"""

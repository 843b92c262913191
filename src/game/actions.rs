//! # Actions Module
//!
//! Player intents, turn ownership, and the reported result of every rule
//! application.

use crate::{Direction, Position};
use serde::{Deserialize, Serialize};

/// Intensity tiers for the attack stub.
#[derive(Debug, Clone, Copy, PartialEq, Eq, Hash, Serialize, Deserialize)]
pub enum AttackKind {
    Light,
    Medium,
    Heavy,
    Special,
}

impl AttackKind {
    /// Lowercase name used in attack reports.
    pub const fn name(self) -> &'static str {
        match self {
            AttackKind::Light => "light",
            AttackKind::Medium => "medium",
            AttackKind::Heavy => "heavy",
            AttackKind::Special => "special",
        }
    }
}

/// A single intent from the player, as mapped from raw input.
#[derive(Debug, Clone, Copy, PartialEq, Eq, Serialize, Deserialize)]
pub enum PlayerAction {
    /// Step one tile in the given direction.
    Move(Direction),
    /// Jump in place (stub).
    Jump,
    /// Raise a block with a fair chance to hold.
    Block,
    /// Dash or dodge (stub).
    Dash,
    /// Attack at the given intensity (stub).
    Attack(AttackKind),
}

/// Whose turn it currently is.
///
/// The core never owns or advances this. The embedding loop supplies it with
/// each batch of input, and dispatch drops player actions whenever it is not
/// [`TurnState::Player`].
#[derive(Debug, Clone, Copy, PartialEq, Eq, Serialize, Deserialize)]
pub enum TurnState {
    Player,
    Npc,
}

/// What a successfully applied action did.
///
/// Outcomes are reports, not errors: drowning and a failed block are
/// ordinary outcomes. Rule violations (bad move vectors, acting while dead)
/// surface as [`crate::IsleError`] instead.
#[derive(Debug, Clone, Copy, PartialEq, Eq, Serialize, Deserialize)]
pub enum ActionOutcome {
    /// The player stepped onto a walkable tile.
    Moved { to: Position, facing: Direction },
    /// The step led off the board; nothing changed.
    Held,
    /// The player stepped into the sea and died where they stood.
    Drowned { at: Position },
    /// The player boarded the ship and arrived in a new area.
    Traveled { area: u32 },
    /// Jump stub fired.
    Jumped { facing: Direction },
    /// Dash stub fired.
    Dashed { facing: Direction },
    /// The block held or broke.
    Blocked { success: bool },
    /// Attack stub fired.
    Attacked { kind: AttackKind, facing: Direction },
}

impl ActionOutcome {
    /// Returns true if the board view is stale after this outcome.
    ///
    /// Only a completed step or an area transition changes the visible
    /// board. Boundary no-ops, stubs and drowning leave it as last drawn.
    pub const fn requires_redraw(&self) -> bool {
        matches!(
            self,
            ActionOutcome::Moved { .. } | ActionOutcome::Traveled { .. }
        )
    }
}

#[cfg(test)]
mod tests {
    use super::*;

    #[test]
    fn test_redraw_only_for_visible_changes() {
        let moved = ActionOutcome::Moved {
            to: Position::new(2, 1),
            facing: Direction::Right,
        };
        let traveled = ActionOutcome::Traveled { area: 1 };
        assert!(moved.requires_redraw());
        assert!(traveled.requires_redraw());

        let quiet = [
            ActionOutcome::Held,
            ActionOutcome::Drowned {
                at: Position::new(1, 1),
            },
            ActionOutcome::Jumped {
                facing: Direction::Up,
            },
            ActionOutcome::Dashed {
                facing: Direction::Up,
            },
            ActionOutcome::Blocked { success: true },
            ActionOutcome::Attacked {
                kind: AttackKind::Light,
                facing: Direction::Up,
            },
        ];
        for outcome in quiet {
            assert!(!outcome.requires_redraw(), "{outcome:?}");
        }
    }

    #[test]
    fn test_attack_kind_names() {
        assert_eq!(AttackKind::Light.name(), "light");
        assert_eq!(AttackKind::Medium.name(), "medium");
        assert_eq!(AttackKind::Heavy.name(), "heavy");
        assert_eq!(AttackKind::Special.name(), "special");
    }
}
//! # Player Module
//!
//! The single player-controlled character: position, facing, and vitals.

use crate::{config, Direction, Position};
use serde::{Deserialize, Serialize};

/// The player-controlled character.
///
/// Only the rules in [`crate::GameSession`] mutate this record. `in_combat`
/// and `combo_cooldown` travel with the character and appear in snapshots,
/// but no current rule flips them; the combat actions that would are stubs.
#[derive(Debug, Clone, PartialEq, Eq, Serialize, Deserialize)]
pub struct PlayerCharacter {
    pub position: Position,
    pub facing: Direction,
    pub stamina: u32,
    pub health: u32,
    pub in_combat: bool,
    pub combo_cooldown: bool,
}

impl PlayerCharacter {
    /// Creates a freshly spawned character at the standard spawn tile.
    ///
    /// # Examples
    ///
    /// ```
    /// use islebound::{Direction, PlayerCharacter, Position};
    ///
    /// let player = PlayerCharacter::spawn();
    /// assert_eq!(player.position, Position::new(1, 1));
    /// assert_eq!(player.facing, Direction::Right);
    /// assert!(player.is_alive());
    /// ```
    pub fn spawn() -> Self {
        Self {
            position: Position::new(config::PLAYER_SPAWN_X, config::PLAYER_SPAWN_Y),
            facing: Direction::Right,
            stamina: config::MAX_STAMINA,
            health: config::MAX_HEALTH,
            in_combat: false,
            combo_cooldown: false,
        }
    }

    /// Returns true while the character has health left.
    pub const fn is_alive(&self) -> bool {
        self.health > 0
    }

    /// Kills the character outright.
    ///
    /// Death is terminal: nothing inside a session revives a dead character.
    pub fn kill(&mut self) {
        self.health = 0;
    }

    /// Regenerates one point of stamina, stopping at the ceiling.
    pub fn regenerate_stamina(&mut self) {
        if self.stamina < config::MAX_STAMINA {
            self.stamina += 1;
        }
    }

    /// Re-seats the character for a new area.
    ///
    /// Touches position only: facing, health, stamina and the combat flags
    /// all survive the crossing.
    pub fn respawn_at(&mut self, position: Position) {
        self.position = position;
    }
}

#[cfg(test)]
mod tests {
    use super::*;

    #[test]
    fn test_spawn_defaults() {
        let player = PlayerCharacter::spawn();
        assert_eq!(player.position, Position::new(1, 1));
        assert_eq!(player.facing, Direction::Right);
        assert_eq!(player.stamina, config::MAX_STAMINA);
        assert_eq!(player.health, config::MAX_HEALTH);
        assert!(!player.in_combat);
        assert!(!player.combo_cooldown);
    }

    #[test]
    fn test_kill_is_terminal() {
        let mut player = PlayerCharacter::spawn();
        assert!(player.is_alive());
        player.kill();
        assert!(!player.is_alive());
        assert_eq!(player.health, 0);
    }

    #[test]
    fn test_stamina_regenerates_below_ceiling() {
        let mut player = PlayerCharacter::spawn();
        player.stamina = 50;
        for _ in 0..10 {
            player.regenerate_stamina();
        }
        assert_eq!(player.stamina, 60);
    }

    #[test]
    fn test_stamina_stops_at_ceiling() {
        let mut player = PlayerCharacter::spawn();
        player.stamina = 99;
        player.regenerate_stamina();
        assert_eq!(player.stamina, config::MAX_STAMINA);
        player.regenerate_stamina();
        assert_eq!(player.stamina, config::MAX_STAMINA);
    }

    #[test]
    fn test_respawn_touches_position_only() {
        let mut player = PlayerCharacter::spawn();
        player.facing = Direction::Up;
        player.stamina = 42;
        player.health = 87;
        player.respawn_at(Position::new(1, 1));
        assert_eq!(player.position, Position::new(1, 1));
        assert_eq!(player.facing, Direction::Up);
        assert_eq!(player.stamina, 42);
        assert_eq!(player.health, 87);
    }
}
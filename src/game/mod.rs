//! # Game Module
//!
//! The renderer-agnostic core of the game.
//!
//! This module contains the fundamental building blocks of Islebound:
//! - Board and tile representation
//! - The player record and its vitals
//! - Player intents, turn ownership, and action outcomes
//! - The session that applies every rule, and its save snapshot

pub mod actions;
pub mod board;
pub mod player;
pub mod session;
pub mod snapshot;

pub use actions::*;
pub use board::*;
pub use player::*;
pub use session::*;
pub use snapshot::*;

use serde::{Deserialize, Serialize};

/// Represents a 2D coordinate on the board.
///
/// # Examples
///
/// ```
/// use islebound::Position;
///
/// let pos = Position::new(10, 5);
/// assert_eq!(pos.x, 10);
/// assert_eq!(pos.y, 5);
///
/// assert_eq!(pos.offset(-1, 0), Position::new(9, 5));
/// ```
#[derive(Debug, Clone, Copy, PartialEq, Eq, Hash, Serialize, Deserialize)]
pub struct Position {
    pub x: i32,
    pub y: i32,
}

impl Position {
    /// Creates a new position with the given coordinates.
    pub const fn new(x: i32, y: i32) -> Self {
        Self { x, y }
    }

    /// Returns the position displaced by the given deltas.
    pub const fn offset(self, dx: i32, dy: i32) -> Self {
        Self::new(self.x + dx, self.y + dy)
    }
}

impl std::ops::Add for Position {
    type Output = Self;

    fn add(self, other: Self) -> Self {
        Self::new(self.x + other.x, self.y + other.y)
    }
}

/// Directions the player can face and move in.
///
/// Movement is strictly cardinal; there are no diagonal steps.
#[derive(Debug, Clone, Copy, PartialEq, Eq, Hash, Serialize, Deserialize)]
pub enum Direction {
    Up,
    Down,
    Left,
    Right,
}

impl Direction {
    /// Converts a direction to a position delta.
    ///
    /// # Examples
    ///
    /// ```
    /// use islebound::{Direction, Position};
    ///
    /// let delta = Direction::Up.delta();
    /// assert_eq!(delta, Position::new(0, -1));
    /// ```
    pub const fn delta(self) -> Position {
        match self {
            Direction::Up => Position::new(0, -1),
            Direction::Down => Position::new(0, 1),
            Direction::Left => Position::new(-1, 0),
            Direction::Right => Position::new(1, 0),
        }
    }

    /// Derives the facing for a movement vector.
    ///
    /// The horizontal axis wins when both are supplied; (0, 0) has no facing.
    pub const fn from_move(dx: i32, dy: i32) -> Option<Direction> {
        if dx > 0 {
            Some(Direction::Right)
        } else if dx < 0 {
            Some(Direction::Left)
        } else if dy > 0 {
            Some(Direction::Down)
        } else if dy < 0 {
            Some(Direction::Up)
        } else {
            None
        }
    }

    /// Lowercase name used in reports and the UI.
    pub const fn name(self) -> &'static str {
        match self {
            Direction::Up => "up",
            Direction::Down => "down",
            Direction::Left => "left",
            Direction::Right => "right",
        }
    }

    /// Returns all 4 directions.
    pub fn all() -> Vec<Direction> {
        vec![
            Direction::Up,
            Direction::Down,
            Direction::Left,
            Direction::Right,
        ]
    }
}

"""
"""

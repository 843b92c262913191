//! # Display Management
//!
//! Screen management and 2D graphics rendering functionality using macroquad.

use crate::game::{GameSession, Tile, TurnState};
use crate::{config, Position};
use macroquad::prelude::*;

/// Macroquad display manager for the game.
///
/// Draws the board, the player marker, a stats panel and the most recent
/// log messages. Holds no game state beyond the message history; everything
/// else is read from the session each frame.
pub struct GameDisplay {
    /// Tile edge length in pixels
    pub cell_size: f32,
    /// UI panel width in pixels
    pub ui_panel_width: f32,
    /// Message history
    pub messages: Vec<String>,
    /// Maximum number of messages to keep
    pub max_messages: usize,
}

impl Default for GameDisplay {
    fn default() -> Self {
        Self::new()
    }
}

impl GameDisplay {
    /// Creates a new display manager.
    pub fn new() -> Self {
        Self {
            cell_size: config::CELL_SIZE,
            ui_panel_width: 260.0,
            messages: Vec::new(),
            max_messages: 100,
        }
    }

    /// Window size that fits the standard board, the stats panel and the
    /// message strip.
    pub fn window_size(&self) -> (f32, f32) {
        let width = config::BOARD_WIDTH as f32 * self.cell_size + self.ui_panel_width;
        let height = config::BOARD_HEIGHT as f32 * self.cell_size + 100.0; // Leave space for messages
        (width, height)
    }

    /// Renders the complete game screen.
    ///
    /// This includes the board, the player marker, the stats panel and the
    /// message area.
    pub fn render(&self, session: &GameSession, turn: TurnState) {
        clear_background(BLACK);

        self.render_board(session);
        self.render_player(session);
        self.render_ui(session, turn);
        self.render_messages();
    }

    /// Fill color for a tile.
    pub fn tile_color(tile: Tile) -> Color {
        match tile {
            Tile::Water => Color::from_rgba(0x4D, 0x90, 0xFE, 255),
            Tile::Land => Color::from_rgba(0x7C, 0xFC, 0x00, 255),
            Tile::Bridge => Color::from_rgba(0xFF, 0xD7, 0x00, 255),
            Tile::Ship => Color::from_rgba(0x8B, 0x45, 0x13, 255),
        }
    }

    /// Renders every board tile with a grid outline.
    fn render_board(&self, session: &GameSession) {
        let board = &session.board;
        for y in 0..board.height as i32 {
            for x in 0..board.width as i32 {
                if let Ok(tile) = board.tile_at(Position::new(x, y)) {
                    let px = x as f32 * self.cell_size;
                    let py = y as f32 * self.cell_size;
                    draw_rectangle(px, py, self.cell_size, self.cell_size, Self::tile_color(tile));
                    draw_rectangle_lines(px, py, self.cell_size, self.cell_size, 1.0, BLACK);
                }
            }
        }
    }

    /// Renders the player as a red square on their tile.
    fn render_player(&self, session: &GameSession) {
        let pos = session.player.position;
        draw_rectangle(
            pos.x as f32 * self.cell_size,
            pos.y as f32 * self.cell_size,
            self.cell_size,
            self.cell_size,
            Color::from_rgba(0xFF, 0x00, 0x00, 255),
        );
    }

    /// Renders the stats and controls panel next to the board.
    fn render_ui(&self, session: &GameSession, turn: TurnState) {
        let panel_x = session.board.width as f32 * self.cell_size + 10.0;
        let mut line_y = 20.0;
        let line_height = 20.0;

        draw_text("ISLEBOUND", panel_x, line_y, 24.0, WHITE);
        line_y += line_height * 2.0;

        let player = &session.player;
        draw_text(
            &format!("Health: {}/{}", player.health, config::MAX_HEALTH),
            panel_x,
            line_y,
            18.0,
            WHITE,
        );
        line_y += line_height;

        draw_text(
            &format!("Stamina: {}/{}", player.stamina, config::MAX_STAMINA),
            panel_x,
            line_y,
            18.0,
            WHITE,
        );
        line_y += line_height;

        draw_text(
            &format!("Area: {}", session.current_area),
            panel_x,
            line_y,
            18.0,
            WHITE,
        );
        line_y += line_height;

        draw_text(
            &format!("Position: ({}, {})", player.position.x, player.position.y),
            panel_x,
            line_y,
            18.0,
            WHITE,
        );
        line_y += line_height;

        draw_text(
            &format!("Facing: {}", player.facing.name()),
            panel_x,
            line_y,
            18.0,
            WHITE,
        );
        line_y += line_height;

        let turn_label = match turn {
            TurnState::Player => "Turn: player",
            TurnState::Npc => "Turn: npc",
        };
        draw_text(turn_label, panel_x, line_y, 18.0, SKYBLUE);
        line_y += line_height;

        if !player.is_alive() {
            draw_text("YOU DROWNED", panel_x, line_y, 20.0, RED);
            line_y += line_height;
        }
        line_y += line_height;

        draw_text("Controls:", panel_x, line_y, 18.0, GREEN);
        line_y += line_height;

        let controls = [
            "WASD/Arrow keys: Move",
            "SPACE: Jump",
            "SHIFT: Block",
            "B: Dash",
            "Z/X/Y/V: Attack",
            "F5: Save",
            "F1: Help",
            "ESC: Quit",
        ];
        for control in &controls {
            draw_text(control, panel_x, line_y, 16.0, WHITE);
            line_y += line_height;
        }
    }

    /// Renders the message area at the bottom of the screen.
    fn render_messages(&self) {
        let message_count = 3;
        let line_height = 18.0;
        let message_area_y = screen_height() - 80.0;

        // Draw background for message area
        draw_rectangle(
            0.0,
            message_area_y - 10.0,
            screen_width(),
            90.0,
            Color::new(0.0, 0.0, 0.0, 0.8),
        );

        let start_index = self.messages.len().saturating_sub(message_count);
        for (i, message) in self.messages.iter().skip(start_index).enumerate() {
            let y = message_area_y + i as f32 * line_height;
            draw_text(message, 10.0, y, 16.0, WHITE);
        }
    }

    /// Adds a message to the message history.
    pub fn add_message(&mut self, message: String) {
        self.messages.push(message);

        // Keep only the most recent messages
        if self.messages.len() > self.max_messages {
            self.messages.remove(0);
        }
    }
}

"""

== Task prompt ==
Bring together all lines in the records where the word "Creates" is found.

== Exercise solution ==
    /// Creates a freshly spawned character at the standard spawn tile.
    /// Creates a new position with the given coordinates.
    /// Creates a new display manager.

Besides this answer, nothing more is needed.